Opinión

Las sectas

Mi madre siempre habló con compasión de quienes, según ella, «han perdido la cabeciña». Hoy decimos «se les va la olla», que viene a ser lo mismo, solo que la manera de expresarse de mamá queda más dulce y la actual, más desgarrada.

De las muchas cosas que tengo que agradecer a la vida es la de haber mantenido siempre la cabeza sobre los hombros, de ser muy cerebral además de ser apasionada, que es compatible, y escuchar las razones del corazón, esas que la razón nunca entiende. Muchas veces mi familia no asimila mi capacidad o mi obsesión por la cuadrícula, esto es, esa extralimitación mía en la perfección o en la simetría que me hace llegar, en ocasiones, hasta a la intransigencia, una cualidad –o un defecto–, que me ayudó mucho a vivir por encima de mi dislexia. Es un carácter del que no reniego, del que jamás abjuraré y ustedes me van a entender divinamente cuando les cuente lo que hoy quiero relatar en estas líneas desde mi «Cuartel Emocional».

La noticia hace unos días ha sido la de una chica, Patricia, captada por una secta en Perú, que ahora está siendo recuperada por sus padres luego de dos años o más sin saber de ella. Cuando yo andaba por los veintidós, sobre poco más o menos, mis dos amigas de la adolescencia, Maggi y Tesy, cayeron en las venenosas, crueles y desalmadas redes de una secta capitaneada por un tal Sebastian, sin acento en la última «a», quien aseguraba que por su boca hablaba Dios, que el mundo se acababa y que teníamos que estar preparados para emigrar a otro planeta u otra galaxia, siguiendo sus pasos, los del propio Dios a través de él, y salvar nuestras almas. Yo fui a una o dos reuniones de aquellas y como soy de natural escéptica, no volví porque me pareció una pérdida de tiempo y había que invertirlo en algo más real, como estudiar y trabajar. Además tenía claro que prefería el fin del mundo con la masa terráquea que mudarme a un sitio menos familiar, como otro planeta. Mis amigas me lo reprocharon, decían que estaba sumida en el materialismo y no en la espiritualidad a la que ellas estaban convertidas. El resumen de todo esto es que ellas perdieron la cabeza, destrozaron sus familias, una de ellas quedó embarazada de gemelos y los parió en la calle. Más tarde, a los treinta y tantos murió de un cáncer cuando ya llevaba algún tiempo ingresada en el psiquiátrico de Conjo. (Digo Conjo porque estoy escribiendo en español. Si lo hiciera en gallego diría Conxo). Lo último que pude saber es que mi otra amiga anda como una mendiga, pidiendo limosna por las calles, casi sin dientes y con un aspecto irreconocible, cuando hace años era una preciosidad. Llevo mucho tiempo viviendo fuera de Galicia y esto último lo pude saber por mi hermana, que lleva perfecta cuenta de todo lo que pasa en La Coruña y me tiene al tanto.

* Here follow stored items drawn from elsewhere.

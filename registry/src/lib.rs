//! Non-fungible ownership registry
//!
//! Maps unique item ids to owning accounts, with approve/transfer
//! primitives, capability-gated mint/burn, a metadata-URI resolver, and a
//! per-registry transfer policy (achievement-style badges are soulbound:
//! no transfer succeeds after mint, regardless of caller).

pub mod error;
pub mod item;

pub use error::{RegistryError, Result};
pub use item::{ItemRegistry, NonFungibleAsset, TransferPolicy};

Patricia, la muchacha motivo hoy de estas líneas, vivía tranquilamente en Elche con sus padres, pero comenzó a tener un comportamiento extraño. El jefe de la secta, un tal Manrique, le hizo un hijo y pretendía preñarla hasta dejarla seca para repoblar de zombis descerebrados el alcance de su núcleo de adeptos.

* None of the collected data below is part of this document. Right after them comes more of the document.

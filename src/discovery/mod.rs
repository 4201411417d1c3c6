// SPDX-License-Identifier: MPL-2.0
// This Source Code Form is subject to the terms of the Mozilla Public
// License, v. 2.0. If a copy of the MPL was not distributed with this
// file, You can obtain one at https://mozilla.org/MPL/2.0/.

//! BLE discovery of `UberSmart` controllers.
//!
//! Controllers advertise a local name starting with `UberSmart_`. The
//! [`Scanner`] runs a timed scan on a `btleplug` adapter and reports every
//! matching peripheral as a [`DeviceInfo`], ready to build an
//! [`UberSmart`](crate::UberSmart) handle.
//!
//! # Examples
//!
//! ```no_run
//! use std::time::Duration;
//! use ubersolar_lib::discovery::{DiscoveryOptions, Scanner};
//! use ubersolar_lib::transport::BtleplugTransport;
//!
//! # async fn example() -> ubersolar_lib::Result<()> {
//! let transport = BtleplugTransport::default_adapter().await?;
//! let scanner = Scanner::new(transport.adapter().clone());
//!
//! let options = DiscoveryOptions::new().with_timeout(Duration::from_secs(10));
//! for device in scanner.discover(&options).await? {
//!     println!("{device} rssi={:?}", device.rssi());
//! }
//! # Ok(())
//! # }
//! ```

use std::collections::BTreeMap;
use std::time::Duration;

use btleplug::api::{Central as _, Peripheral as _, ScanFilter};
use btleplug::platform::Adapter;
use tracing::{debug, error, warn};

use crate::error::TransportError;
use crate::transport::{DEVICE_NAME_PREFIX, map_btleplug_error, peripheral_address};
use crate::types::DeviceInfo;

/// Default scan duration.
const DEFAULT_SCAN_TIMEOUT: Duration = Duration::from_secs(5);

/// Default number of retries after a failed scan.
const DEFAULT_RETRY_COUNT: u32 = 3;

/// Pause between failed scans.
const DEFAULT_RETRY_PAUSE: Duration = Duration::from_secs(2);

/// Options for a discovery run.
///
/// # Examples
///
/// ```
/// use std::time::Duration;
/// use ubersolar_lib::discovery::DiscoveryOptions;
///
/// let options = DiscoveryOptions::new()
///     .with_timeout(Duration::from_secs(10))
///     .with_retry(1);
///
/// assert_eq!(options.timeout(), Duration::from_secs(10));
/// assert_eq!(options.retry(), 1);
/// ```
#[derive(Debug, Clone, Default)]
pub struct DiscoveryOptions {
    timeout: Option<Duration>,
    retry: Option<u32>,
    retry_pause: Option<Duration>,
}

impl DiscoveryOptions {
    /// Creates options with default settings.
    ///
    /// Default scan time is 5 seconds, with 3 retries 2 seconds apart.
    #[must_use]
    pub fn new() -> Self {
        Self::default()
    }

    /// Sets how long each scan listens for advertisements.
    #[must_use]
    pub fn with_timeout(mut self, timeout: Duration) -> Self {
        self.timeout = Some(timeout);
        self
    }

    /// Sets how many times a failed scan is retried.
    #[must_use]
    pub fn with_retry(mut self, retry: u32) -> Self {
        self.retry = Some(retry);
        self
    }

    /// Sets the pause between failed scans.
    #[must_use]
    pub fn with_retry_pause(mut self, pause: Duration) -> Self {
        self.retry_pause = Some(pause);
        self
    }

    /// Returns the scan duration.
    #[must_use]
    pub fn timeout(&self) -> Duration {
        self.timeout.unwrap_or(DEFAULT_SCAN_TIMEOUT)
    }

    /// Returns the retry count.
    #[must_use]
    pub fn retry(&self) -> u32 {
        self.retry.unwrap_or(DEFAULT_RETRY_COUNT)
    }

    /// Returns the pause between failed scans.
    #[must_use]
    pub fn retry_pause(&self) -> Duration {
        self.retry_pause.unwrap_or(DEFAULT_RETRY_PAUSE)
    }
}

/// Returns `true` if an advertised name belongs to an `UberSmart` controller.
#[must_use]
pub fn is_ubersmart_name(name: &str) -> bool {
    name.contains(DEVICE_NAME_PREFIX)
}

/// Scans a `btleplug` adapter for `UberSmart` controllers.
#[derive(Debug, Clone)]
pub struct Scanner {
    adapter: Adapter,
}

impl Scanner {
    /// Creates a scanner on the given adapter.
    #[must_use]
    pub fn new(adapter: Adapter) -> Self {
        Self { adapter }
    }

    /// Scans for controllers, retrying failed scans.
    ///
    /// Devices are returned sorted by address, one entry per address.
    ///
    /// # Errors
    ///
    /// Returns the last scan error once all retries have failed.
    pub async fn discover(
        &self,
        options: &DiscoveryOptions,
    ) -> Result<Vec<DeviceInfo>, TransportError> {
        let mut remaining = options.retry();
        loop {
            match self.scan_once(options.timeout()).await {
                Ok(devices) => {
                    debug!(count = devices.len(), "Scan completed");
                    return Ok(devices);
                }
                Err(err) if remaining == 0 => {
                    error!(error = %err, "Scanning for UberSolar devices failed; stopping");
                    return Err(err);
                }
                Err(err) => {
                    warn!(
                        error = %err,
                        remaining,
                        "Error scanning for UberSolar devices; retrying"
                    );
                    remaining -= 1;
                    tokio::time::sleep(options.retry_pause()).await;
                }
            }
        }
    }

    /// Scans and returns the controller with the given address, if seen.
    ///
    /// # Errors
    ///
    /// Returns the last scan error once all retries have failed.
    pub async fn find(
        &self,
        address: &str,
        options: &DiscoveryOptions,
    ) -> Result<Option<DeviceInfo>, TransportError> {
        let devices = self.discover(options).await?;
        Ok(devices
            .into_iter()
            .find(|d| d.address().eq_ignore_ascii_case(address)))
    }

    async fn scan_once(&self, duration: Duration) -> Result<Vec<DeviceInfo>, TransportError> {
        self.adapter
            .start_scan(ScanFilter::default())
            .await
            .map_err(map_btleplug_error)?;
        tokio::time::sleep(duration).await;
        self.adapter.stop_scan().await.map_err(map_btleplug_error)?;

        let mut found = BTreeMap::new();
        for peripheral in self
            .adapter
            .peripherals()
            .await
            .map_err(map_btleplug_error)?
        {
            let Some(properties) = peripheral
                .properties()
                .await
                .map_err(map_btleplug_error)?
            else {
                continue;
            };
            let Some(name) = properties.local_name else {
                continue;
            };
            if !is_ubersmart_name(&name) {
                continue;
            }

            let address = peripheral_address(properties.address, &peripheral.id());
            let mut info = DeviceInfo::new(address.clone(), name);
            if let Some(rssi) = properties.rssi {
                info = info.with_rssi(rssi);
            }
            debug!(device = %info, rssi = ?info.rssi(), "Found controller");
            found.insert(address, info);
        }

        Ok(found.into_values().collect())
    }
}

#[cfg(test)]
mod tests {
    use super::*;

    #[test]
    fn options_defaults() {
        let options = DiscoveryOptions::new();
        assert_eq!(options.timeout(), Duration::from_secs(5));
        assert_eq!(options.retry(), 3);
        assert_eq!(options.retry_pause(), Duration::from_secs(2));
    }

    #[test]
    fn options_overrides() {
        let options = DiscoveryOptions::new()
            .with_retry(0)
            .with_retry_pause(Duration::from_millis(100));
        assert_eq!(options.retry(), 0);
        assert_eq!(options.retry_pause(), Duration::from_millis(100));
    }

    #[test]
    fn name_filter() {
        assert!(is_ubersmart_name("UberSmart_1234"));
        assert!(is_ubersmart_name("x UberSmart_"));
        assert!(!is_ubersmart_name("UberSmart"));
        assert!(!is_ubersmart_name("Thermostat"));
    }
}
// SPDX-License-Identifier: MPL-2.0
// This Source Code Form is subject to the terms of the Mozilla Public
// License, v. 2.0. If a copy of the MPL was not distributed with this
// file, You can obtain one at https://mozilla.org/MPL/2.0/.

//! Link establishment, idle timer and teardown.

use std::sync::Arc;

use tracing::{debug, trace, warn};

use super::{ConnectionState, DisconnectReason, IdleTimer, Inner, OpenLink, Shared};
use crate::command::encode_hex;
use crate::error::TransportError;
use crate::telemetry::decode_frame;
use crate::transport::{
    DisconnectHandler, NotificationHandler, READ_CHARACTERISTIC_UUID, SERVICE_UUID, Transport,
    WRITE_CHARACTERISTIC_UUID,
};
use crate::types::DeviceInfo;

impl<T: Transport> Shared<T> {
    /// Returns a ready link, opening one if needed.
    ///
    /// Every successful return pushes the idle deadline back.
    pub(super) async fn ensure_connected(self: &Arc<Self>) -> Result<OpenLink<T>, TransportError> {
        if let Some(link) = self.connected_link() {
            return Ok(link);
        }

        if self.connect_guard.try_lock().is_err() {
            debug!(device = %self.device_info(), "Connection already in progress, waiting");
        }
        let _connect = self.connect_guard.lock().await;

        // Another task may have connected while we waited.
        if let Some(link) = self.connected_link() {
            return Ok(link);
        }

        self.inner.lock().state = ConnectionState::Connecting;
        let result = self.establish().await;
        if result.is_err() {
            let mut inner = self.inner.lock();
            inner.link = None;
            inner.state = ConnectionState::Disconnected;
        }
        result
    }

    fn connected_link(self: &Arc<Self>) -> Option<OpenLink<T>> {
        let mut inner = self.inner.lock();
        if inner.state != ConnectionState::Connected {
            return None;
        }
        let link = inner.link.clone()?;
        self.reset_idle_timer(&mut inner);
        Some(link)
    }

    async fn establish(self: &Arc<Self>) -> Result<OpenLink<T>, TransportError> {
        let device = self.device_info();
        let epoch = {
            let mut inner = self.inner.lock();
            inner.epoch += 1;
            inner.expected_disconnect = false;
            inner.epoch
        };

        debug!(device = %device, rssi = ?device.rssi(), "Connecting");
        let link = self
            .transport
            .connect(&device, self.disconnect_handler(epoch))
            .await?;
        debug!(device = %device, "Connected");

        let (read, write) = match self.resolve_characteristics(&link) {
            Ok(characteristics) => characteristics,
            Err(err) => {
                debug!(device = %device, error = %err, "Clearing service cache");
                if let Err(cache_err) = self.transport.clear_service_cache(&link).await {
                    debug!(device = %device, error = %cache_err, "Failed to clear service cache");
                }
                self.discard_link(&device, &link).await;
                return Err(err);
            }
        };
        let open = OpenLink { link, read, write };

        let handler = self.notification_handler(&device);
        if let Err(err) = self.transport.subscribe(&open.link, &open.read, handler).await {
            self.discard_link(&device, &open.link).await;
            return Err(err);
        }

        debug!(
            device = %device,
            delay = ?self.config.settle_delay,
            "Subscribed, waiting for status frames"
        );
        tokio::time::sleep(self.config.settle_delay).await;

        // The link is only published together with the Connected state. A
        // loss during the settle delay moves the state back to Disconnected.
        let ready = {
            let mut inner = self.inner.lock();
            let ready = inner.epoch == epoch && inner.state == ConnectionState::Connecting;
            if ready {
                inner.link = Some(open.clone());
                inner.state = ConnectionState::Connected;
                self.reset_idle_timer(&mut inner);
            }
            ready
        };
        if ready {
            return Ok(open);
        }

        debug!(device = %device, "Link lost while waiting for status");
        self.discard_link(&device, &open.link).await;
        Err(TransportError::Transient(
            "link lost while waiting for status".to_string(),
        ))
    }

    fn resolve_characteristics(
        &self,
        link: &T::Link,
    ) -> Result<(T::Characteristic, T::Characteristic), TransportError> {
        let read =
            self.transport
                .resolve_characteristic(link, SERVICE_UUID, READ_CHARACTERISTIC_UUID)?;
        let write =
            self.transport
                .resolve_characteristic(link, SERVICE_UUID, WRITE_CHARACTERISTIC_UUID)?;
        Ok((read, write))
    }

    /// Closes a link that never became ready.
    async fn discard_link(&self, device: &DeviceInfo, link: &T::Link) {
        self.inner.lock().expected_disconnect = true;
        if let Err(err) = self.transport.disconnect(link).await {
            debug!(device = %device, error = %err, "Failed to close link");
        }
    }

    fn notification_handler(&self, device: &DeviceInfo) -> NotificationHandler {
        let store = Arc::clone(&self.store);
        let callbacks = Arc::clone(&self.callbacks);
        let address = device.address().to_string();

        Arc::new(move |data: &[u8]| {
            trace!(device = %address, data = %encode_hex(data), "Notification received");
            match decode_frame(data) {
                Ok(fragment) => {
                    store.apply(&address, &fragment);
                    callbacks.dispatch_status(&address, &fragment);
                }
                Err(err) => {
                    warn!(device = %address, error = %err, "Dropping malformed status frame");
                }
            }
        })
    }

    fn disconnect_handler(self: &Arc<Self>, epoch: u64) -> DisconnectHandler {
        let weak = Arc::downgrade(self);
        Arc::new(move || {
            if let Some(shared) = weak.upgrade() {
                shared.on_link_lost(epoch);
            }
        })
    }

    fn on_link_lost(&self, epoch: u64) {
        let device = self.device_info();
        let (expected, lost) = {
            let mut inner = self.inner.lock();
            if inner.epoch != epoch {
                trace!(device = %device, "Ignoring disconnect of a previous link");
                return;
            }
            let expected = inner.expected_disconnect;
            let mut lost = None;
            if !expected {
                lost = inner.link.take();
                inner.state = ConnectionState::Disconnected;
                if let Some(timer) = inner.timer.take() {
                    timer.handle.abort();
                }
            }
            (expected, lost)
        };

        if let Some(lost) = lost {
            self.transport.release(&lost.link);
        }
        if expected {
            debug!(device = %device, "Disconnected from device");
        } else {
            warn!(device = %device, rssi = ?device.rssi(), "Device unexpectedly disconnected");
        }
        self.callbacks.dispatch_disconnected(expected);
    }

    // =========================================================================
    // Idle timer
    // =========================================================================

    /// Pushes the idle deadline back by the configured delay.
    pub(super) fn reset_idle_timer(self: &Arc<Self>, inner: &mut Inner<T>) {
        if let Some(timer) = inner.timer.take() {
            timer.handle.abort();
        }
        inner.expected_disconnect = false;
        inner.timer_generation += 1;

        let generation = inner.timer_generation;
        let delay = self.config.disconnect_delay;
        let weak = Arc::downgrade(self);
        let handle = tokio::spawn(async move {
            tokio::time::sleep(delay).await;
            if let Some(shared) = weak.upgrade() {
                shared.idle_timeout(generation).await;
            }
        });
        inner.timer = Some(IdleTimer { generation, handle });
    }

    /// Resets the idle timer if a link is ready.
    pub(super) fn touch(self: &Arc<Self>) {
        let mut inner = self.inner.lock();
        if inner.state == ConnectionState::Connected {
            self.reset_idle_timer(&mut inner);
        }
    }

    fn cancel_idle_timer(&self) {
        let timer = self.inner.lock().timer.take();
        if let Some(timer) = timer {
            timer.handle.abort();
        }
    }

    async fn idle_timeout(self: Arc<Self>, generation: u64) {
        {
            let mut inner = self.inner.lock();
            match &inner.timer {
                Some(timer) if timer.generation == generation => {}
                _ => return,
            }
            // Detach our own handle; aborting it here would cancel this task.
            inner.timer = None;

            if self.operation_in_progress() && inner.state == ConnectionState::Connected {
                debug!(
                    device = %self.device_info(),
                    "Operation in progress, re-arming disconnect timer"
                );
                self.reset_idle_timer(&mut inner);
                return;
            }
        }

        debug!(
            device = %self.device_info(),
            delay = ?self.config.disconnect_delay,
            "Disconnecting after inactivity"
        );
        self.execute_disconnect(DisconnectReason::Idle).await;
    }

    // =========================================================================
    // Teardown
    // =========================================================================

    /// Cancels the idle timer and closes the link.
    pub(super) async fn execute_forced_disconnect(self: &Arc<Self>) {
        self.cancel_idle_timer();
        self.execute_disconnect(DisconnectReason::Forced).await;
    }

    async fn execute_disconnect(self: &Arc<Self>, reason: DisconnectReason) {
        let _connect = self.connect_guard.lock().await;
        let device = self.device_info();

        let link = {
            let mut inner = self.inner.lock();
            if inner.timer.is_some() {
                debug!(device = %device, "Activity resumed, not disconnecting");
                return;
            }
            if reason == DisconnectReason::Idle && self.operation_in_progress() {
                if inner.state == ConnectionState::Connected {
                    self.reset_idle_timer(&mut inner);
                }
                return;
            }

            inner.expected_disconnect = true;
            let link = inner.link.take();
            inner.state = if link.is_some() {
                ConnectionState::Disconnecting
            } else {
                ConnectionState::Disconnected
            };
            link
        };

        let Some(link) = link else {
            return;
        };

        debug!(device = %device, ?reason, "Disconnecting");
        if let Err(err) = self.transport.disconnect(&link.link).await {
            debug!(device = %device, error = %err, "Disconnect reported an error");
        }
        self.inner.lock().state = ConnectionState::Disconnected;
        debug!(device = %device, "Disconnect completed");
    }
}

En 1994 Camilo José recibió el premio Planeta, Patria Madre de esta gran Casa, con la novela «La Cruz de San Andrés», inspirada en la dramática historia de mis amigas Maggi y Tesy. Yo le fui dando los datos de sus vidas y de su familia, que le fascinaron, novelando lo que yo brevemente acabo de relatar en esta crónica de hoy a propósito de cómo personas persuasoras y también un poco trastornadas pueden acabar con los prometedores designios de una familia. Como dice mamá ¡que Dios nos conserve la cabeciña!